[Source information]

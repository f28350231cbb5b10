//! Sources of the current host product version

#[cfg(test)]
use mockall::automock;

use tracing::debug;

use crate::version::model::HostVersion;

/// Supplies the current host version string
///
/// Implementations should return a `"<major>.<minor>"` string. Anything else
/// is rejected by [`HostVersion::detect`] with a `MalformedVersionError`.
#[cfg_attr(test, automock)]
pub trait VersionSource: Send + Sync {
    fn host_version(&self) -> String;
}

/// A version string known up front (command line, tests)
#[derive(Debug, Clone)]
pub struct StaticVersionSource {
    version: String,
}

impl StaticVersionSource {
    pub fn new(version: impl Into<String>) -> Self {
        Self {
            version: version.into(),
        }
    }
}

impl VersionSource for StaticVersionSource {
    fn host_version(&self) -> String {
        self.version.clone()
    }
}

/// Reports the `major.minor` part of a full build-info version like "6.2.1"
///
/// Versions that are not valid `major.minor.patch` are passed through
/// unchanged so the caller sees the original text in the parse error.
#[derive(Debug, Clone)]
pub struct BuildInfoVersionSource {
    build_version: String,
}

impl BuildInfoVersionSource {
    pub fn new(build_version: impl Into<String>) -> Self {
        Self {
            build_version: build_version.into(),
        }
    }
}

impl VersionSource for BuildInfoVersionSource {
    fn host_version(&self) -> String {
        match HostVersion::from_build_version(&self.build_version) {
            Ok(version) => version.to_string(),
            Err(e) => {
                debug!("Build version is not major.minor.patch: {}", e);
                self.build_version.clone()
            }
        }
    }
}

[/Source information]

## [Problem requirements]
If a line of the material contains the word "BuildInfoVersionSource", pick it out and copy it.

## [Solution for this exercise]
pub struct BuildInfoVersionSource {
impl BuildInfoVersionSource {
impl VersionSource for BuildInfoVersionSource {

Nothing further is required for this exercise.